As for interpreting the translation, unless you have been studying calendars (and Chinese culture) for many years, you will likely find yourself asking "what does that mean?" I would caution tha"it" doesn't "mean" any one thing (almost any "it" you will see). There are clusters of meaning, and they require patience, reflection, careful reading, and, well, a little bit of ethnographic fieldwork. The best place to start is the introduction to "Calendars and Almanacs" on this blog. I teach a semester-long course on this topic and, trust me, it takes a little bit of time to get used to the lunar calendarSome of the material is readily accessible; some of it is impenetrable, even after many years. And do not assume that people from China understand the traditional calendar particularly well, either. I have encountered confusion and furrowed brows for countless items in the calendar. It can seem "remote," in other words, from the world we live in these days, and yet it is printed anew every single year.

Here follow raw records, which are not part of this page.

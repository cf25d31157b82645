pub mod ap_names;
pub mod call_log;

use serde_json::Value;
use crate::mist::{ApiError, Endpoints, MistApi};

pub use ap_names::ApNameResolver;
pub use call_log::{CallKind, CallLog, CallOutcome};

/// State for one request cycle: the API handle plus the log of every
/// call made through it. Built fresh per search; nothing is shared.
pub struct Session<'a, A: MistApi> {
    api: &'a A,
    calls: CallLog,
}

impl<'a, A: MistApi> Session<'a, A> {
    pub fn new(api: &'a A) -> Self {
        Self {
            api,
            calls: CallLog::new(),
        }
    }

    pub fn endpoints(&self) -> &Endpoints {
        self.api.endpoints()
    }

    /// Issue one call and log it whatever the result
    pub async fn call(&mut self, kind: CallKind, url: &str) -> Result<Value, ApiError> {
        tracing::debug!("{}: GET {}", kind.label(), url);

        let result = self.api.call(url).await;
        let outcome = match &result {
            Ok(_) => CallOutcome::Ok,
            Err(e) => CallOutcome::from_error(e),
        };
        self.calls.record(kind, url, outcome);

        result
    }

    pub fn calls(&self) -> &CallLog {
        &self.calls
    }

    pub fn calls_mut(&mut self) -> &mut CallLog {
        &mut self.calls
    }

    pub fn into_calls(self) -> CallLog {
        self.calls
    }
}
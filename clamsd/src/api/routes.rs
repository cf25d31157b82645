use axum::{
    extract::State,
    response::Html,
    routing::get,
    Form, Json, Router,
};
use serde::{Deserialize, Serialize};
use crate::api::render::{self, Diagnostics, PageView};
use crate::mist::{MistApi, MistClient};
use crate::search;

#[derive(Clone)]
pub struct AppState {
    pub client: MistClient,
}

#[derive(Deserialize)]
pub struct SearchForm {
    #[serde(default)]
    pub client_identifier: String,
}

#[derive(Serialize)]
pub struct HealthResponse {
    pub status: &'static str,
    pub mist_configured: bool,
}

pub fn router(state: AppState) -> Router {
    Router::new()
        .route("/", get(search_form).post(run_search))
        .route("/healthz", get(healthz))
        .with_state(state)
}

async fn search_form() -> Html<String> {
    Html(render::page(&PageView::default()))
}

async fn run_search(
    State(state): State<AppState>,
    Form(form): Form<SearchForm>,
) -> Html<String> {
    let identifier = form.client_identifier.trim();
    if identifier.is_empty() {
        return Html(render::page(&PageView {
            error: Some("Please enter a client name, hostname, or MAC address.".to_string()),
            ..PageView::default()
        }));
    }

    let outcome = search::search(&state.client, identifier).await;
    let endpoints = state.client.endpoints();
    let diagnostics = Some(Diagnostics {
        base_url: endpoints.base_url(),
        org_id: endpoints.org_id(),
        calls: &outcome.calls,
    });

    let html = match &outcome.result {
        Ok(clients) => render::page(&PageView {
            identifier: Some(identifier),
            error: None,
            results: Some(clients.as_slice()),
            diagnostics,
        }),
        Err(e) => render::page(&PageView {
            identifier: Some(identifier),
            error: Some(format!("Organization Search Failed: {}", e)),
            results: None,
            diagnostics,
        }),
    };

    Html(html)
}

async fn healthz(State(state): State<AppState>) -> Json<HealthResponse> {
    Json(HealthResponse {
        status: "ok",
        mist_configured: state.client.config().is_configured(),
    })
}
mod api;
mod config;
mod enrich;
mod mist;
mod search;

use anyhow::{Context, Result};
use tokio_util::sync::CancellationToken;
use crate::config::Config;
use crate::mist::MistClient;

#[tokio::main]
async fn main() -> Result<()> {
    // Initialize tracing
    tracing_subscriber::fmt()
        .with_env_filter(
            tracing_subscriber::EnvFilter::try_from_default_env()
                .unwrap_or_else(|_| tracing_subscriber::EnvFilter::new("clamsd=info"))
        )
        .init();

    tracing::info!("Starting clamsd");

    // Load config
    let config_path = std::env::args()
        .nth(1)
        .unwrap_or_else(|| "/etc/clams/clamsd.toml".to_string());

    let config = Config::load(&config_path)
        .with_context(|| format!("Failed to load config from {}", config_path))?;

    tracing::info!("Loaded config from {}", config_path);

    if !config.mist.is_configured() {
        tracing::warn!(
            "Mist API token or org ID not configured; searches will fail until {} is updated",
            config_path
        );
    }

    let client = MistClient::new(config.mist.clone())?;
    tracing::info!(
        "Using Mist API at {} (timeout {}s)",
        config.mist.base_url(),
        config.mist.timeout_secs
    );

    let app = api::routes::router(api::routes::AppState { client });

    // Bind HTTP server
    let listener = tokio::net::TcpListener::bind(&config.api.listen)
        .await
        .with_context(|| format!("Failed to bind to {}", config.api.listen))?;

    tracing::info!("Listening on {}", config.api.listen);

    // Run server with graceful shutdown
    let cancel = CancellationToken::new();
    let server_cancel = cancel.clone();
    let server_handle = tokio::spawn(async move {
        if let Err(e) = axum::serve(listener, app)
            .with_graceful_shutdown(async move { server_cancel.cancelled().await })
            .await
        {
            tracing::error!("Server error: {}", e);
        }
    });

    // Wait for shutdown signal
    tokio::signal::ctrl_c()
        .await
        .context("Failed to listen for ctrl-c")?;

    tracing::info!("Shutdown signal received");
    cancel.cancel();

    if let Err(e) = server_handle.await {
        tracing::error!("Server task failed: {}", e);
    }

    tracing::info!("Shutdown complete");
    Ok(())
}
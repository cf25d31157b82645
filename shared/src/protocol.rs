/// Default Mist cloud API root. Regional clouds (EU, GC1, ...) use their own host.
pub const DEFAULT_API_BASE_URL: &str = "https://api.mist.com/api/v1";

/// Authorization header scheme expected by the Mist API
pub const AUTH_SCHEME: &str = "Token";

/// Organization-scoped search endpoints, relative to the API root
pub const ORGS_PATH: &str = "orgs";
pub const CLIENTS_SEARCH_PATH: &str = "clients/search";
pub const DEVICES_SEARCH_PATH: &str = "devices/search";

/// Query parameter names
pub const PARAM_TEXT: &str = "text";
pub const PARAM_MAC: &str = "mac";

/// Value the API (and older exports) use for "no access point"
pub const NO_AP_SENTINEL: &str = "N/A";

/// Display label for a client without an access point
pub const NO_AP_LABEL: &str = "N/A (No AP)";

/// Placeholder shown for missing display values
pub const NOT_AVAILABLE: &str = "N/A";

/// Format used for the "Last Seen" column
pub const LAST_SEEN_FORMAT: &str = "%Y-%m-%d %H:%M:%S";
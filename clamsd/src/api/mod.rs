pub mod render;
pub mod routes;
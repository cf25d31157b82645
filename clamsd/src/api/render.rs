use std::borrow::Cow;
use std::fmt::{self, Write};
use shared::types::EnrichedClient;
use crate::enrich::CallLog;

const TITLE: &str = "CLAMS (Client Location Access Mist Search)";

/// Everything one page render needs
#[derive(Debug, Default)]
pub struct PageView<'a> {
    /// Submitted identifier, echoed back into the form
    pub identifier: Option<&'a str>,
    pub error: Option<String>,
    /// None: no search ran. Some(empty): search ran, nothing matched.
    pub results: Option<&'a [EnrichedClient]>,
    /// Present after any POST
    pub diagnostics: Option<Diagnostics<'a>>,
}

#[derive(Debug)]
pub struct Diagnostics<'a> {
    pub base_url: &'a str,
    pub org_id: &'a str,
    pub calls: &'a CallLog,
}

/// HTML-escape text for element content and quoted attributes
pub fn escape(input: &str) -> Cow<'_, str> {
    if !input.contains(['&', '<', '>', '"', '\'']) {
        return Cow::Borrowed(input);
    }

    let mut out = String::with_capacity(input.len() + 16);
    for c in input.chars() {
        match c {
            '&' => out.push_str("&amp;"),
            '<' => out.push_str("&lt;"),
            '>' => out.push_str("&gt;"),
            '"' => out.push_str("&quot;"),
            '\'' => out.push_str("&#039;"),
            _ => out.push(c),
        }
    }
    Cow::Owned(out)
}

pub fn page(view: &PageView<'_>) -> String {
    let mut html = String::with_capacity(4096);
    // Writing into a String cannot fail
    let _ = write_page(&mut html, view);
    html
}

fn write_page(html: &mut String, view: &PageView<'_>) -> fmt::Result {
    writeln!(html, "<!DOCTYPE html>")?;
    writeln!(html, "<html lang=\"en\">")?;
    writeln!(html, "<head>")?;
    writeln!(html, "<meta charset=\"UTF-8\">")?;
    writeln!(html, "<title>{}</title>", TITLE)?;
    writeln!(html, "</head>")?;
    writeln!(html, "<body>")?;
    writeln!(html, "<h1>{}</h1>", TITLE)?;

    form(html, view.identifier.unwrap_or(""))?;

    if let Some(error) = &view.error {
        writeln!(
            html,
            "<div class=\"error\" role=\"alert\"><p><strong>API Error</strong></p><p>{}</p></div>",
            escape(error)
        )?;
    }

    if let Some(results) = view.results {
        results_table(html, view.identifier.unwrap_or("Client"), results)?;
    }

    if let Some(diagnostics) = &view.diagnostics {
        diagnostics_panel(html, diagnostics)?;
    }

    writeln!(html, "</body>")?;
    writeln!(html, "</html>")
}

fn form(html: &mut String, identifier: &str) -> fmt::Result {
    writeln!(html, "<form method=\"POST\">")?;
    writeln!(
        html,
        "<label for=\"client_identifier\">Client Identifier (Name, Hostname, or MAC)</label>"
    )?;
    writeln!(
        html,
        "<input type=\"text\" name=\"client_identifier\" id=\"client_identifier\" value=\"{}\" \
         required placeholder=\"e.g., Jane's Laptop or aabbccddeeff\">",
        escape(identifier)
    )?;
    writeln!(html, "<button type=\"submit\">Search Organization</button>")?;
    writeln!(html, "</form>")
}

fn results_table(html: &mut String, identifier: &str, results: &[EnrichedClient]) -> fmt::Result {
    let identifier = escape(identifier);
    writeln!(html, "<h2>Results matching \"{}\"</h2>", identifier)?;

    if results.is_empty() {
        return writeln!(
            html,
            "<p>No clients found matching \"{}\" in the organization.</p>",
            identifier
        );
    }

    writeln!(html, "<p>Found {} matching clients.</p>", results.len())?;
    writeln!(html, "<table>")?;
    writeln!(
        html,
        "<thead><tr>\
         <th>Client Name/Hostname</th><th>MAC Address</th><th>Connected AP Name</th>\
         <th>Last Seen</th><th>Last IP Address</th>\
         </tr></thead>"
    )?;
    writeln!(html, "<tbody>")?;

    for client in results {
        let record = &client.record;
        writeln!(
            html,
            "<tr><td>{}</td><td><code>{}</code></td><td>{}</td><td>{}</td><td>{}</td></tr>",
            escape(record.display_name()),
            escape(&record.mac),
            escape(&client.ap_name),
            escape(&record.last_seen_or_na()),
            escape(record.last_ip_or_na()),
        )?;
    }

    writeln!(html, "</tbody>")?;
    writeln!(html, "</table>")
}

fn diagnostics_panel(html: &mut String, diagnostics: &Diagnostics<'_>) -> fmt::Result {
    writeln!(html, "<details id=\"diagnostics\">")?;
    writeln!(
        html,
        "<summary>Diagnostics: API Calls ({})</summary>",
        diagnostics.calls.len()
    )?;
    writeln!(html, "<ul>")?;
    writeln!(
        html,
        "<li>Configured Base URL: <code>{}</code></li>",
        escape(diagnostics.base_url)
    )?;
    writeln!(
        html,
        "<li>Configured Org ID: <code>{}</code></li>",
        escape(diagnostics.org_id)
    )?;

    if diagnostics.calls.is_empty() {
        writeln!(html, "<li>No API calls were made.</li>")?;
    }
    for (index, entry) in diagnostics.calls.entries().iter().enumerate() {
        let class = if entry.outcome.is_ok() { "ok" } else { "failed" };
        writeln!(
            html,
            "<li class=\"{}\">{} {}: <code>{}</code> ({})</li>",
            class,
            entry.kind.label(),
            index,
            escape(&entry.url),
            escape(&entry.outcome.to_string()),
        )?;
    }

    writeln!(html, "</ul>")?;
    writeln!(
        html,
        "<p>If you see a 404, double-check the Base URL and Org ID. \
         If you see a 403/Permission Error, verify the API token has Organization Read scope.</p>"
    )?;
    writeln!(html, "</details>")
}

#[cfg(test)]
mod tests {
    use super::*;
    use shared::types::ClientRecord;
    use crate::enrich::{CallKind, CallOutcome};

    fn jane() -> EnrichedClient {
        EnrichedClient::new(
            ClientRecord {
                mac: "aabbccddeeff".to_string(),
                last_hostname: Some("Jane's <Laptop>".to_string()),
                last_ap: Some("112233445566".to_string()),
                last_ip: None,
                timestamp: Some(1700000000.0),
            },
            "AP-Floor3".to_string(),
        )
    }

    #[test]
    fn test_escape() {
        assert!(matches!(escape("plain text"), Cow::Borrowed(_)));
        assert_eq!(
            escape(r#"<a href="x">Tom & Jerry's</a>"#),
            "&lt;a href=&quot;x&quot;&gt;Tom &amp; Jerry&#039;s&lt;/a&gt;"
        );
    }

    #[test]
    fn test_empty_form() {
        let html = page(&PageView::default());

        assert!(html.contains("name=\"client_identifier\""));
        assert!(!html.contains("<table>"));
        assert!(!html.contains("API Error"));
        assert!(!html.contains("Diagnostics"));
    }

    #[test]
    fn test_page_one_element_per_line() {
        let results = [jane(), jane()];
        let html = page(&PageView {
            identifier: Some("jane"),
            results: Some(&results[..]),
            ..PageView::default()
        });

        assert!(html.starts_with("<!DOCTYPE html>\n<html lang=\"en\">\n"));
        assert!(html.ends_with("</body>\n</html>\n"));
        assert_eq!(html.lines().filter(|line| line.starts_with("<tr>")).count(), 2);
    }

    #[test]
    fn test_results_table_row() {
        let results = [jane()];
        let html = page(&PageView {
            identifier: Some("jane"),
            results: Some(&results[..]),
            ..PageView::default()
        });

        assert!(html.contains("value=\"jane\""));
        assert!(html.contains("Found 1 matching clients."));
        assert!(html.contains(
            "<tr><td>Jane&#039;s &lt;Laptop&gt;</td><td><code>aabbccddeeff</code></td>\
             <td>AP-Floor3</td><td>2023-11-14 22:13:20</td><td>N/A</td></tr>"
        ));
    }

    #[test]
    fn test_no_matches_message() {
        let results: Vec<EnrichedClient> = Vec::new();
        let html = page(&PageView {
            identifier: Some("nobody"),
            results: Some(results.as_slice()),
            ..PageView::default()
        });

        assert!(html.contains("No clients found matching \"nobody\" in the organization."));
        assert!(!html.contains("<table>"));
    }

    #[test]
    fn test_error_and_diagnostics() {
        let mut calls = CallLog::new();
        calls.record(
            CallKind::ClientSearch,
            "https://api.mist.com/api/v1/orgs/o/clients/search?text=a&b",
            CallOutcome::Failed {
                kind: "api_status",
                message: "Not found".to_string(),
            },
        );

        let html = page(&PageView {
            identifier: Some("a&b"),
            error: Some("Organization Search Failed: Not found".to_string()),
            results: None,
            diagnostics: Some(Diagnostics {
                base_url: "https://api.mist.com/api/v1",
                org_id: "o",
                calls: &calls,
            }),
        });

        assert!(html.contains("<p>Organization Search Failed: Not found</p>"));
        assert!(html.contains("Diagnostics: API Calls (1)"));
        assert!(html.contains(
            "<li class=\"failed\">Client Search API 0: \
             <code>https://api.mist.com/api/v1/orgs/o/clients/search?text=a&amp;b</code> \
             (failed (api_status): Not found)</li>"
        ));
        assert!(!html.contains("Results matching"));
    }
}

As time goes on, I will link all of the sections to lengthy background essays. This will take a while. In the meantime, take a look, read the introduction, and think about all of the questions that emerge from even a quick look at the calendar. You will likely find that several of the translations seem quite "fanciful" in English. I am simply trying to convey that they also sound fairly fanciful in Chinese.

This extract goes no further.